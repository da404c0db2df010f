//! Presence Rotation
//!
//! Cycles a fixed, ordered list of status strings on an interval. The task is
//! started when the gateway is ready and stopped at shutdown.

use std::sync::atomic::{AtomicUsize, Ordering};
use std::sync::Arc;
use std::time::Duration;

use parking_lot::Mutex;
use tokio::task::JoinHandle;

/// Something that can display a status line.
pub trait PresenceSink: Send + Sync {
    fn set_status(&self, status: &str);
}

/// Ordered statuses plus the position of the next one.
#[derive(Debug)]
struct StatusCycle {
    statuses: Vec<String>,
    index: AtomicUsize,
}

impl StatusCycle {
    fn next(&self) -> Option<&str> {
        if self.statuses.is_empty() {
            return None;
        }
        let i = self.index.fetch_add(1, Ordering::Relaxed) % self.statuses.len();
        Some(&self.statuses[i])
    }
}

/// Rotates the bot's presence through a finite list of statuses.
pub struct StatusRotator {
    cycle: Arc<StatusCycle>,
    interval: Duration,
    task: Mutex<Option<JoinHandle<()>>>,
}

impl StatusRotator {
    pub fn new(statuses: Vec<String>, interval: Duration) -> Self {
        Self {
            cycle: Arc::new(StatusCycle {
                statuses,
                index: AtomicUsize::new(0),
            }),
            interval,
            task: Mutex::new(None),
        }
    }

    /// Start publishing statuses to `sink`. The first status is shown
    /// immediately. Does nothing if already running or there is nothing to
    /// show; returns whether a task was started.
    pub fn start(&self, sink: Arc<dyn PresenceSink>) -> bool {
        let mut task = self.task.lock();
        if task.as_ref().is_some_and(|handle| !handle.is_finished()) {
            return false;
        }
        if self.cycle.statuses.is_empty() {
            return false;
        }

        let cycle = Arc::clone(&self.cycle);
        let period = self.interval;
        *task = Some(tokio::spawn(async move {
            let mut ticker = tokio::time::interval(period);
            loop {
                ticker.tick().await;
                if let Some(status) = cycle.next() {
                    sink.set_status(status);
                }
            }
        }));

        tracing::debug!(interval_secs = period.as_secs(), "Presence rotation started");
        true
    }

    /// Stop the rotation task, if any.
    pub fn stop(&self) {
        if let Some(handle) = self.task.lock().take() {
            handle.abort();
            tracing::debug!("Presence rotation stopped");
        }
    }

    #[cfg(test)]
    fn is_running(&self) -> bool {
        self.task
            .lock()
            .as_ref()
            .is_some_and(|handle| !handle.is_finished())
    }
}

impl Drop for StatusRotator {
    fn drop(&mut self) {
        self.stop();
    }
}
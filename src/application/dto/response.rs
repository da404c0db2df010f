//! Response DTOs
//!
//! Presentation-ready results produced by the use cases.

use serde::Serialize;

use crate::domain::services::LedgerError;

/// Generic reply shown when storage fails.
pub const GENERIC_FAILURE: &str =
    "⚠️ Something went wrong while processing your request. Please try again later.";

/// How a command ended.
#[derive(Debug, Clone, Copy, PartialEq, Eq, Serialize)]
#[serde(rename_all = "lowercase")]
pub enum ReplyStatus {
    /// The action was applied
    Success,
    /// The request was rejected by validation
    Failure,
    /// The request could not be processed
    Error,
}

impl ReplyStatus {
    pub fn as_str(&self) -> &'static str {
        match self {
            Self::Success => "success",
            Self::Failure => "failure",
            Self::Error => "error",
        }
    }
}

/// Text and status of a chat reply.
#[derive(Debug, Clone, PartialEq, Eq, Serialize)]
pub struct CommandReply {
    pub status: ReplyStatus,
    pub message: String,
}

impl CommandReply {
    pub fn success(message: impl Into<String>) -> Self {
        Self {
            status: ReplyStatus::Success,
            message: message.into(),
        }
    }

    pub fn failure(message: impl Into<String>) -> Self {
        Self {
            status: ReplyStatus::Failure,
            message: message.into(),
        }
    }

    pub fn error() -> Self {
        Self {
            status: ReplyStatus::Error,
            message: GENERIC_FAILURE.to_string(),
        }
    }

    /// Map a ledger failure to the reply the user sees.
    ///
    /// Storage failures are logged here and never shown verbatim.
    pub fn from_ledger_error(error: &LedgerError) -> Self {
        match error {
            LedgerError::InsufficientFunds {
                available,
                required,
            } => Self::failure(format!(
                "❌ Insufficient funds: you have **{}** coins but need **{}**.",
                available, required
            )),
            LedgerError::InvalidAmount(_) => {
                Self::failure("❌ The amount must be a positive number of coins.")
            }
            LedgerError::SelfTransfer => Self::failure("❌ You can't pay yourself."),
            LedgerError::UserNotFound(_) => Self::failure("❌ I couldn't find that user."),
            LedgerError::UnknownVariant(name) => {
                Self::failure(format!("❌ Unknown game `{}`.", name))
            }
            LedgerError::Datastore(e) => {
                tracing::error!(error = %e, "Datastore failure while handling command");
                Self::error()
            }
        }
    }
}

/// Discord mention markup for a user.
pub fn mention(user_id: i64) -> String {
    format!("<@{}>", user_id)
}

#[cfg(test)]
mod tests {
    use super::*;
    use crate::shared::error::AppError;

    #[test]
    fn test_status_serialization() {
        let json = serde_json::to_string(&ReplyStatus::Failure).unwrap();
        assert_eq!(json, "\"failure\"");
    }

    #[test]
    fn test_datastore_error_is_generic() {
        let reply = CommandReply::from_ledger_error(&LedgerError::Datastore(AppError::Internal(
            "password authentication failed".into(),
        )));
        assert_eq!(reply.status, ReplyStatus::Error);
        assert!(!reply.message.contains("password"));
    }

    #[test]
    fn test_insufficient_funds_names_both_amounts() {
        let reply = CommandReply::from_ledger_error(&LedgerError::InsufficientFunds {
            available: 70,
            required: 200,
        });
        assert_eq!(reply.status, ReplyStatus::Failure);
        assert!(reply.message.contains("**70**"));
        assert!(reply.message.contains("**200**"));
    }
}
//! Gambling Repository Implementation
//!
//! PostgreSQL implementation of the append-only gambling log. A play's
//! balance change and its record are written in one transaction.

use async_trait::async_trait;
use chrono::{DateTime, Utc};
use sqlx::PgPool;
use uuid::Uuid;

use super::balance_repository::{ensure_account, BalanceRow};
use crate::domain::{GameOutcome, GamblingRecord, GamblingRepository, PendingPlay, SettledPlay};
use crate::infrastructure::database::with_transaction;
use crate::shared::error::AppError;

/// Database row representation of the gambling_records table.
#[derive(Debug, sqlx::FromRow)]
struct GamblingRecordRow {
    id: Uuid,
    user_id: i64,
    variant: String,
    outcome: String,
    wager: i64,
    delta: i64,
    balance_after: i64,
    created_at: DateTime<Utc>,
}

impl GamblingRecordRow {
    fn into_record(self) -> GamblingRecord {
        GamblingRecord {
            id: self.id,
            user_id: self.user_id,
            variant: self.variant,
            outcome: GameOutcome::from_str(&self.outcome),
            wager: self.wager,
            delta: self.delta,
            balance_after: self.balance_after,
            created_at: self.created_at,
        }
    }
}

/// PostgreSQL gambling log implementation.
#[derive(Clone)]
pub struct PgGamblingRepository {
    pool: PgPool,
}

impl PgGamblingRepository {
    pub fn new(pool: PgPool) -> Self {
        Self { pool }
    }
}

#[async_trait]
impl GamblingRepository for PgGamblingRepository {
    async fn settle(&self, play: &PendingPlay) -> Result<Option<SettledPlay>, AppError> {
        let play = play.clone();
        with_transaction(&self.pool, |mut ctx| async move {
            ensure_account(ctx.conn(), play.user_id).await?;

            let balance = sqlx::query_as::<_, BalanceRow>(
                r#"
                UPDATE balances
                SET amount = amount + $2, updated_at = NOW()
                WHERE user_id = $1 AND amount + $2 >= 0
                RETURNING user_id, amount, updated_at
                "#,
            )
            .bind(play.user_id)
            .bind(play.delta)
            .fetch_optional(ctx.conn())
            .await?;

            let Some(balance) = balance.map(|r| r.into_balance()) else {
                return Ok::<_, AppError>((None, ctx));
            };

            let record = play.settled_record(balance.amount);
            let row = sqlx::query_as::<_, GamblingRecordRow>(
                r#"
                INSERT INTO gambling_records
                    (id, user_id, variant, outcome, wager, delta, balance_after, created_at)
                VALUES ($1, $2, $3, $4, $5, $6, $7, $8)
                RETURNING id, user_id, variant, outcome, wager, delta, balance_after, created_at
                "#,
            )
            .bind(record.id)
            .bind(record.user_id)
            .bind(&record.variant)
            .bind(record.outcome.as_str())
            .bind(record.wager)
            .bind(record.delta)
            .bind(record.balance_after)
            .bind(record.created_at)
            .fetch_one(ctx.conn())
            .await
            .map_err(|e| match &e {
                sqlx::Error::Database(db_err) if db_err.is_unique_violation() => {
                    AppError::Conflict(format!("Gambling record {} already exists", record.id))
                }
                _ => AppError::Database(e),
            })?;

            Ok((
                Some(SettledPlay {
                    balance,
                    record: row.into_record(),
                }),
                ctx,
            ))
        })
        .await
    }

    async fn recent_for_user(&self, user_id: i64, limit: i64) -> Result<Vec<GamblingRecord>, AppError> {
        let rows = sqlx::query_as::<_, GamblingRecordRow>(
            r#"
            SELECT id, user_id, variant, outcome, wager, delta, balance_after, created_at
            FROM gambling_records
            WHERE user_id = $1
            ORDER BY created_at DESC, id DESC
            LIMIT $2
            "#,
        )
        .bind(user_id)
        .bind(limit)
        .fetch_all(&self.pool)
        .await?;

        Ok(rows.into_iter().map(|r| r.into_record()).collect())
    }
}
//! Request DTOs
//!
//! Presentation-level inputs: raw identities and raw amounts.

/// Pay coins to another user.
#[derive(Debug, Clone, PartialEq, Eq)]
pub struct TransferCoinsCommand {
    pub sender_id: i64,
    pub recipient_id: i64,
    pub amount: i64,
}

/// Wager coins on a gambling variant.
#[derive(Debug, Clone, PartialEq, Eq)]
pub struct PlayCommand {
    pub user_id: i64,
    pub variant: String,
    pub wager: i64,
}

**WHAT YOU NEED TO DO**
Your answer must be the lines from the one holding "pub struct PlayCommand" to the end of the listing above, exactly as written and nothing else.

**SOLUTION FOR THIS TASK**
pub struct PlayCommand {
    pub user_id: i64,
    pub variant: String,
    pub wager: i64,
}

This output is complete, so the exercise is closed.